The task:
Skip every line before the one containing "on the first", then copy that line and the rest of the entries below exactly, through the last line.

#####

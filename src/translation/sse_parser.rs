//! Server-Sent Events (SSE) decoding shared by all providers.
//!
//! The decoder only deals with framing: it turns a raw byte stream into the
//! payloads of `data:` lines. Each provider parses the JSON payloads itself.

use anyhow::Result;
use bytes::Bytes;
use futures_util::Stream;

/// Converts a raw SSE byte stream into a stream of `data:` payloads.
///
/// Handles buffering across chunk boundaries, skips comments, blank lines
/// and `event:` lines, and ends at the OpenAI `[DONE]` sentinel. A transport
/// error is yielded once and ends the stream.
pub fn sse_data_stream(
    byte_stream: impl Stream<Item = reqwest::Result<Bytes>> + Send + 'static,
) -> impl Stream<Item = Result<String>> + Send {
    async_stream::stream! {
        use futures_util::StreamExt;

        let mut byte_stream = std::pin::pin!(byte_stream);
        // Bytes, not text: a chunk may end inside a multi-byte character
        let mut buffer: Vec<u8> = Vec::new();

        while let Some(chunk_result) = byte_stream.next().await {
            let chunk = match chunk_result {
                Ok(c) => c,
                Err(e) => {
                    yield Err(anyhow::anyhow!("Stream error: {e}"));
                    return;
                }
            };

            buffer.extend_from_slice(&chunk);

            while let Some(line_end) = buffer.iter().position(|&b| b == b'\n') {
                let raw: Vec<u8> = buffer.drain(..=line_end).collect();
                let line = String::from_utf8_lossy(&raw);

                match parse_data_line(line.trim()) {
                    Some("[DONE]") => return,
                    Some(data) => yield Ok(data.to_string()),
                    None => {}
                }
            }
        }

        let rest = String::from_utf8_lossy(&buffer);
        if let Some(data) = parse_data_line(rest.trim())
            && data != "[DONE]"
        {
            yield Ok(data.to_string());
        }
    }
}

/// Returns the payload of a `data:` line.
///
/// `None` for comments, other fields and empty payloads.
fn parse_data_line(line: &str) -> Option<&str> {
    let data = line.strip_prefix("data:")?.trim_start();
    if data.is_empty() { None } else { Some(data) }
}
use std::pin::Pin;
use std::sync::Arc;

use anyhow::{Context, Result};
use async_trait::async_trait;
use futures_util::Stream;
use reqwest::{RequestBuilder, Response};

use super::model::{ConfigurationError, Credential, ModelId, ModelSpec, ProviderFamily, ProviderSettings};
use super::prompt::Prompt;
use super::providers::{AnthropicClient, GeminiClient, OpenAiClient};

/// A stream of text fragments, already normalized to plain text.
pub type FragmentStream = Pin<Box<dyn Stream<Item = Result<String>> + Send>>;

/// A chat-completion capable model.
///
/// Implementations hide the provider wire format: they accept a system/user
/// prompt and return plain text, either at once or as fragments.
/// Implementations are immutable after construction and may be shared
/// between concurrent calls.
#[async_trait]
pub trait ChatClient: Send + Sync {
    /// Short description for logs, e.g. `anthropic/claude-haiku-4-5`.
    fn describe(&self) -> String;

    /// Sends the prompt and waits for the full response.
    async fn invoke(&self, prompt: &Prompt) -> Result<String>;

    /// Sends the prompt and returns the response as it is generated.
    async fn stream(&self, prompt: &Prompt) -> Result<FragmentStream>;
}

/// Builds the client for `model`, authenticated with `credential`.
///
/// No request is made here; the first network call happens on the first
/// `invoke` or `stream`.
pub fn create_client(
    model: ModelId,
    credential: Credential,
) -> Result<Arc<dyn ChatClient>, ConfigurationError> {
    let settings = ProviderSettings { model, credential };
    settings.validate()?;

    let spec = model.spec();
    let http = reqwest::Client::new();
    let api_key = settings.credential.secret().to_string();

    tracing::debug!(model = %model, name = spec.model_name, "creating chat client");

    Ok(match model.family() {
        ProviderFamily::OpenAi => Arc::new(OpenAiClient::new(http, api_key, spec)),
        ProviderFamily::Anthropic => Arc::new(AnthropicClient::new(http, api_key, spec)),
        ProviderFamily::Google => Arc::new(GeminiClient::new(http, api_key, spec)),
    })
}

/// Parses a model identifier string and builds its client.
pub fn create_client_by_name(
    model: &str,
    credential: Credential,
) -> Result<Arc<dyn ChatClient>, ConfigurationError> {
    create_client(model.parse()?, credential)
}

/// Sends a request and fails on non-success HTTP status.
pub(crate) async fn send_checked(request: RequestBuilder, url: &str) -> Result<Response> {
    let response = request
        .send()
        .await
        .with_context(|| format!("Failed to connect to API endpoint: {url}"))?;

    if !response.status().is_success() {
        let status = response.status();
        let body = response.text().await.unwrap_or_default();
        anyhow::bail!("API request failed with status {status}: {body}");
    }

    Ok(response)
}

pub(crate) fn client_label(family: ProviderFamily, spec: &ModelSpec) -> String {
    format!("{family}/{}", spec.model_name)
}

#####

Exercise answer:
/// No request is made here; the first network call happens on the first
/// `invoke` or `stream`.
pub fn create_client(
    model: ModelId,
    credential: Credential,
) -> Result<Arc<dyn ChatClient>, ConfigurationError> {
    let settings = ProviderSettings { model, credential };
    settings.validate()?;

    let spec = model.spec();
    let http = reqwest::Client::new();
    let api_key = settings.credential.secret().to_string();

    tracing::debug!(model = %model, name = spec.model_name, "creating chat client");

    Ok(match model.family() {
        ProviderFamily::OpenAi => Arc::new(OpenAiClient::new(http, api_key, spec)),
        ProviderFamily::Anthropic => Arc::new(AnthropicClient::new(http, api_key, spec)),
        ProviderFamily::Google => Arc::new(GeminiClient::new(http, api_key, spec)),
    })
}

/// Parses a model identifier string and builds its client.
pub fn create_client_by_name(
    model: &str,
    credential: Credential,
) -> Result<Arc<dyn ChatClient>, ConfigurationError> {
    create_client(model.parse()?, credential)
}

/// Sends a request and fails on non-success HTTP status.
pub(crate) async fn send_checked(request: RequestBuilder, url: &str) -> Result<Response> {
    let response = request
        .send()
        .await
        .with_context(|| format!("Failed to connect to API endpoint: {url}"))?;

    if !response.status().is_success() {
        let status = response.status();
        let body = response.text().await.unwrap_or_default();
        anyhow::bail!("API request failed with status {status}: {body}");
    }

    Ok(response)
}

pub(crate) fn client_label(family: ProviderFamily, spec: &ModelSpec) -> String {
    format!("{family}/{}", spec.model_name)
}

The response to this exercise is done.